My question is: What purpose does this feature (object not deallocated) serve?

(The only idea i came up with, is to allow native code to do post-mortem cleanup on the object, but it isn't much convincing).

+1  A: 

Edit, since I've misunderstand the question first:

Quoted from here http://www.memorymanagement.org/glossary/p.html:

The Java specification says that the phantom reference is not cleared when the reference object is enqueued, but actually, there's no way in the language to tell whether that has been done or not. In some implementations, JNI weak global references are weaker than phantom references, and provide a way to access phantom reachable objects.
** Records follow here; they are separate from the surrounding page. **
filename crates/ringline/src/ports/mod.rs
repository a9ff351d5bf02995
//! Ports (Interfaces)
//!
//! Abstract interfaces that define how the domain layer
//! interacts with external systems (repositories, services).
//!
//! Implementations of these traits live in the infrastructure layer.

pub mod repositories;
pub mod services;

// Re-exports
pub use repositories::*;
pub use services::*;
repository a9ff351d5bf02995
//! Ringline CLI - Place and inspect AI-driven phone calls
//!
//! Thin client over the Ringline HTTP API.

mod api;
mod config;

use anyhow::{bail, Context, Result};
use clap::{Parser, Subcommand};
use colored::{ColoredString, Colorize};
use dialoguer::{Input, Password};

use api::{CallResponse, InitiateCallRequest, RinglineClient};
use config::Config;

#[derive(Parser)]
#[command(name = "ringline")]
#[command(about = "Ringline CLI - AI-driven outbound voice calls", long_about = None)]
#[command(version)]
struct Cli {
    #[command(subcommand)]
    command: Commands,
}

#[derive(Subcommand)]
enum Commands {
    /// Login and store API key
    Login {
        /// API key (will prompt if not provided)
        #[arg(short, long)]
        key: Option<String>,
        /// API base URL to store alongside the key
        #[arg(long)]
        base_url: Option<String>,
    },

    /// Manage accounts
    Account {
        #[command(subcommand)]
        action: AccountAction,
    },

    /// Place, list and end calls
    Call {
        #[command(subcommand)]
        action: CallAction,
    },

    /// List origin numbers available to the gateway
    Numbers,

    /// Ask the server to generate a test line with its language provider
    CheckLlm,

    /// Show current configuration
    Config,
}

#[derive(Subcommand)]
enum AccountAction {
    /// Create an account and make it the default
    Create {
        /// Account name
        name: String,
        /// Starting credits (server default if omitted)
        #[arg(long)]
        credits: Option<i32>,
    },
    /// Show balance
    Show {
        #[arg(short, long)]
        account: Option<String>,
    },
    /// Call analytics
    Stats {
        #[arg(short, long)]
        account: Option<String>,
    },
    /// Set the default account
    Use {
        /// Account ID
        account_id: String,
    },
}

#[derive(Subcommand)]
enum CallAction {
    /// Place an outbound call
    Start {
        /// Destination number (will prompt if not provided)
        phone_number: Option<String>,
        /// What the agent should accomplish
        #[arg(short, long)]
        objective: Option<String>,
        /// Language model to use
        #[arg(long)]
        model: Option<String>,
        /// Voice to speak with
        #[arg(long)]
        voice: Option<String>,
        #[arg(short, long)]
        account: Option<String>,
    },
    /// List recent calls
    List {
        /// Max results
        #[arg(short, long, default_value = "20")]
        limit: i64,
        #[arg(short, long)]
        account: Option<String>,
    },
    /// List calls still in flight
    Active {
        #[arg(short, long)]
        account: Option<String>,
    },
    /// Show a call with its transcript and events
    Show {
        call_id: String,
        #[arg(short, long)]
        account: Option<String>,
    },
    /// Hang up a call
    End {
        call_id: String,
        #[arg(short, long)]
        account: Option<String>,
    },
}

#[tokio::main]
async fn main() -> Result<()> {
    // Optional .env with RINGLINE_* overrides
    dotenvy::dotenv().ok();

    let cli = Cli::parse();

    match cli.command {
        Commands::Login { key, base_url } => cmd_login(key, base_url).await,
        Commands::Account { action } => cmd_account(action).await,
        Commands::Call { action } => cmd_call(action).await,
        Commands::Numbers => cmd_numbers().await,
        Commands::CheckLlm => cmd_check_llm().await,
        Commands::Config => cmd_config(),
    }
}

// ============================================
// Command Implementations
// ============================================

async fn cmd_login(key: Option<String>, base_url: Option<String>) -> Result<()> {
    let mut config = Config::load_stored()?;
    if let Some(url) = base_url {
        config.base_url = url;
    }

    let api_key = match key {
        Some(k) => k,
        None => Password::new()
            .with_prompt("API Key")
            .interact()
            .context("Failed to read API key")?,
    };

    // Test connection and key
    let client = RinglineClient::new(&config.base_url, Some(&api_key));
    print!("Testing connection... ");

    match client.health().await {
        Ok(true) => {}
        _ => {
            println!("{}", "Failed".red());
            bail!("Could not reach Ringline API at {}", config.base_url);
        }
    }
    if let Err(e) = client.list_numbers().await {
        println!("{}", "Failed".red());
        bail!("API key was not accepted: {}", e);
    }
    println!("{}", "OK".green());

    config.set_api_key(api_key);
    config.save()?;

    println!("{} API key saved to {:?}", "✓".green(), Config::config_path()?);

    if config.default_account.is_none() {
        println!("\n{}", "Tip: Create an account to start calling:".yellow());
        println!("  ringline account create \"My Company\"");
    }

    Ok(())
}

fn client_for(config: &Config) -> RinglineClient {
    RinglineClient::new(&config.base_url, config.api_key.as_deref())
}

fn require_account(config: &Config, explicit: Option<&str>) -> Result<String> {
    config
        .account_id(explicit)
        .context("No account specified and no default account set. Use -a <ID> or 'ringline account use <ID>'.")
}

async fn cmd_account(action: AccountAction) -> Result<()> {
    let config = Config::load()?;
    let client = client_for(&config);

    match action {
        AccountAction::Create { name, credits } => {
            let account = client.create_account(&name, credits).await?;

            let mut stored = Config::load_stored()?;
            stored.default_account = Some(account.id.to_string());
            stored.save()?;

            println!(
                "{} Account {} created with {} credits (now default)",
                "✓".green(),
                account.name.cyan(),
                account.credits
            );
            println!("  {}", account.id.to_string().dimmed());
        }

        AccountAction::Show { account } => {
            let account_id = require_account(&config, account.as_deref())?;
            let account = client.get_account(&account_id).await?;

            println!("{}", account.name.cyan().bold());
            println!("  ID: {}", account.id.to_string().dimmed());
            println!("  Credits: {}", credits_colored(account.credits));
        }

        AccountAction::Stats { account } => {
            let account_id = require_account(&config, account.as_deref())?;
            let stats = client.get_stats(&account_id).await?;

            println!("{}", "Call stats:".bold());
            println!("  Total calls: {}", stats.total_calls);
            println!("  Active calls: {}", stats.active_calls);
            println!("  Success rate: {:.1}%", stats.success_rate);
            println!("  Credits used: {}", stats.credits_used);
        }

        AccountAction::Use { account_id } => {
            let account = client.get_account(&account_id).await?;

            let mut stored = Config::load_stored()?;
            stored.default_account = Some(account.id.to_string());
            stored.save()?;

            println!("{} Default account set to {}", "✓".green(), account.name.cyan());
        }
    }

    Ok(())
}

async fn cmd_call(action: CallAction) -> Result<()> {
    let config = Config::load()?;
    let client = client_for(&config);

    match action {
        CallAction::Start {
            phone_number,
            objective,
            model,
            voice,
            account,
        } => {
            let account_id = require_account(&config, account.as_deref())?;

            let phone_number = match phone_number {
                Some(n) => n,
                None => Input::new()
                    .with_prompt("Phone number")
                    .interact_text()
                    .context("Failed to read input")?,
            };

            let request = InitiateCallRequest {
                phone_number,
                objective,
                model,
                voice,
            };
            let call = client.initiate_call(&account_id, &request).await?;

            println!(
                "{} Calling {} [{}]",
                "✓".green(),
                call.phone_number.cyan(),
                status_colored(&call.status)
            );
            println!("  {}", call.id.to_string().dimmed());
            println!("  {}", truncate_string(&call.objective, 80).dimmed());
        }

        CallAction::List { limit, account } => {
            let account_id = require_account(&config, account.as_deref())?;
            let calls = client.list_calls(&account_id, limit).await?;
            print_calls(&calls, "No calls yet.");
        }

        CallAction::Active { account } => {
            let account_id = require_account(&config, account.as_deref())?;
            let calls = client.list_active_calls(&account_id).await?;
            print_calls(&calls, "No active calls.");
        }

        CallAction::Show { call_id, account } => {
            let account_id = require_account(&config, account.as_deref())?;
            let detail = client.get_call(&account_id, &call_id).await?;
            let call = &detail.call;

            println!(
                "{} {} [{}]",
                call.phone_number.cyan().bold(),
                call.id.to_string().dimmed(),
                status_colored(&call.status)
            );
            println!("  Objective: {}", call.objective);
            println!("  Started: {}", call.started_at.format("%Y-%m-%d %H:%M:%S"));
            if let Some(ended_at) = call.ended_at {
                println!("  Ended: {}", ended_at.format("%Y-%m-%d %H:%M:%S"));
            }
            println!(
                "  Duration: {}s, {} credits",
                call.duration_secs, call.credits_charged
            );

            if !call.conversation.is_empty() {
                println!("\n{}", "Transcript:".bold());
                for turn in &call.conversation {
                    let speaker = if turn.role == "assistant" {
                        "agent".cyan()
                    } else {
                        "callee".yellow()
                    };
                    let content = if turn.content.trim().is_empty() {
                        "(silence)".dimmed().to_string()
                    } else {
                        turn.content.clone()
                    };
                    println!("  {:>6}: {}", speaker, content);
                }
            }

            println!("\n{}", "Events:".bold());
            for event in &detail.events {
                println!(
                    "  {} {} {}",
                    event.created_at.format("%H:%M:%S").to_string().dimmed(),
                    event.kind.green(),
                    truncate_string(&event.data.to_string(), 60).dimmed()
                );
            }
        }

        CallAction::End { call_id, account } => {
            let account_id = require_account(&config, account.as_deref())?;
            let call = client.end_call(&account_id, &call_id).await?;

            println!(
                "{} Call to {} is {}",
                "✓".green(),
                call.phone_number.cyan(),
                status_colored(&call.status)
            );
        }
    }

    Ok(())
}

async fn cmd_numbers() -> Result<()> {
    let config = Config::load()?;
    let numbers = client_for(&config).list_numbers().await?;

    if numbers.is_empty() {
        println!("No origin numbers configured on the gateway.");
        return Ok(());
    }

    println!("{}", "Numbers:".bold());
    for number in numbers {
        println!(
            "  {} {}",
            number.phone_number.cyan(),
            number.friendly_name.dimmed()
        );
    }

    Ok(())
}

async fn cmd_check_llm() -> Result<()> {
    let config = Config::load()?;
    let check = client_for(&config).check_language_model().await?;

    println!(
        "{} {} ({}) answered in {}ms",
        "✓".green(),
        check.provider.bold(),
        check.model,
        check.latency_ms
    );
    println!("  {}", check.test_response.italic());
    println!(
        "  {} prompt + {} completion tokens, finish: {}",
        check.prompt_tokens,
        check.completion_tokens,
        check.finish_reason.as_deref().unwrap_or("-")
    );

    Ok(())
}

fn print_calls(calls: &[CallResponse], empty: &str) {
    if calls.is_empty() {
        println!("{}", empty);
        return;
    }

    println!("{}", "Calls:".bold());
    for call in calls {
        println!(
            "  {} {} [{}] {}s {}",
            call.id.to_string().dimmed(),
            call.phone_number.cyan(),
            status_colored(&call.status),
            call.duration_secs,
            truncate_string(&call.objective, 40).dimmed()
        );
    }
}

fn status_colored(status: &str) -> ColoredString {
    match status {
        "completed" => status.green(),
        "initiated" | "ringing" | "in-progress" => status.yellow(),
        _ => status.red(),
    }
}

fn credits_colored(credits: i32) -> ColoredString {
    if credits >= 100 {
        credits.to_string().green()
    } else if credits >= 10 {
        credits.to_string().yellow()
    } else {
        credits.to_string().red()
    }
}

/// Truncate string safely for UTF-8 (by char count, not bytes)
fn truncate_string(s: &str, max_chars: usize) -> String {
    if s.chars().count() > max_chars {
        format!("{}...", s.chars().take(max_chars).collect::<String>())
    } else {
        s.to_string()
    }
}

fn cmd_config() -> Result<()> {
    let config = Config::load()?;

    println!("{}", "Configuration:".bold());
    println!("  Path: {:?}", Config::config_path()?);
    println!("  Base URL: {}", config.base_url);
    println!(
        "  API Key: {}",
        if config.api_key.is_some() {
            "Set".green()
        } else {
            "Not set".red()
        }
    );
    println!(
        "  Default Account: {}",
        config.default_account.as_deref().unwrap_or("None").cyan()
    );

    Ok(())
}
//! Diagnostics models

use serde::{Deserialize, Serialize};
use utoipa::ToSchema;

use ringline::ProviderCheck;

/// Result of a live round trip to the language provider
#[derive(Debug, Serialize, Deserialize, ToSchema)]
pub struct LanguageModelCheckResponse {
    pub provider: String,
    pub model: String,
    /// Opening line generated for a throwaway "Test call" objective
    pub test_response: String,
    pub prompt_tokens: u32,
    pub completion_tokens: u32,
    pub finish_reason: Option<String>,
    pub latency_ms: u64,
}

impl From<ProviderCheck> for LanguageModelCheckResponse {
    fn from(check: ProviderCheck) -> Self {
        Self {
            provider: check.provider,
            model: check.model,
            test_response: check.reply,
            prompt_tokens: check.usage.prompt_tokens,
            completion_tokens: check.usage.completion_tokens,
            finish_reason: check.finish_reason,
            latency_ms: check.latency_ms,
        }
    }
}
But I found no other references which would say the same.

jrudolph
My question was not about the usefulness of PhantomReferences, but as to why not having the object deallocated until the phantomreference is cleared.
Shimi Bandiel
Ah, ok, I mistakenly took PhantomReferences as such as `this feature`.
jrudolph
Yeah i know, but are you familiar with some usecase that can take advantage of this?
Shimi Bandiel
A: 

It can allow you two have phantom caches which are very efficient in memory management. Simply put, if you have huge objects that are expensive to create but seldom used, you can use a phantom cache to reference them and be sure they do not take up memory that is more valuable. If you use regular references you have to be manually make sure there are no references left to the object. You can argue the same about any object but you dont have to manually manage the references in your phantom cache. Just have to be carefull to check if they have been collected or not.

Also you can use a framework (i.e. a factory) where references are given as phantom references. This is useful if the objects are many and short lived (i.e. used and then disposed). Very handy for clearing memory if you have sloppy programmers that think garbage collection is magical.

Javaxpert
I think you confuse between SoftRefrences,WeakReferences and PhantomReferences
Shimi Bandiel
A: 

I think the idea is to let other objects do extra cleanup above and beyond what the original object does. For example, if the original object cannot be extended to implement some finalization stuff, you can use phantom references.

The bigger problem is that the JVM makes no guarantee that an object will ever be finalized, and I assume by extension no guarantee that phantom references get to do their thing post-finalization.

Zarkonnen
Again, my question is, why the objects will be in memory after their finalization? you can't access them from Java code, so why wait until the PhantomReference itself is cleared?
Shimi Bandiel
A: 
Phantom references can be used to perform pre-garbage collection actions such as freeing resources. Instead, people usually use the finalize() method for this which is not a good idea. Finalizers have a horrible impact on the performance of the garbage collector and can break data integrity of your application if you're not very careful since the "finalizer" is invoked in a random thread, at a random time.

In the constructor of a phantom reference, you specify a ReferenceQueue where the phantom references are enqueued once the referenced objects becomes "phantom reachable". Phantom reachable means unreachable other than through the phantom reference. The initially confusing thing is that although the phantom reference continues to hold the referenced object in a private field (unlike soft or weak references), its getReference() method always returns null. This is so that you cannot make the object strongly reachable again.

From time to time, you can poll the ReferenceQueue and check if there are any new PhantomReferences whose referenced objects have become phantom reachable. In order to be able to to anything useful, one can for example derive a class from java.lang.ref.PhantomReference that references resources that should be freed before garbage collection. The referenced object is only garbage collected once the phantom reference becomes unreachable itself.

http://www.javalobby.org/java/forums/m91822870.html#91822413

James A. N. Stauffer
But why doesn't it get deallocated after the finalize() is invoked? why wait for the SoftReference to be cleaned? what usecase does this statisfy?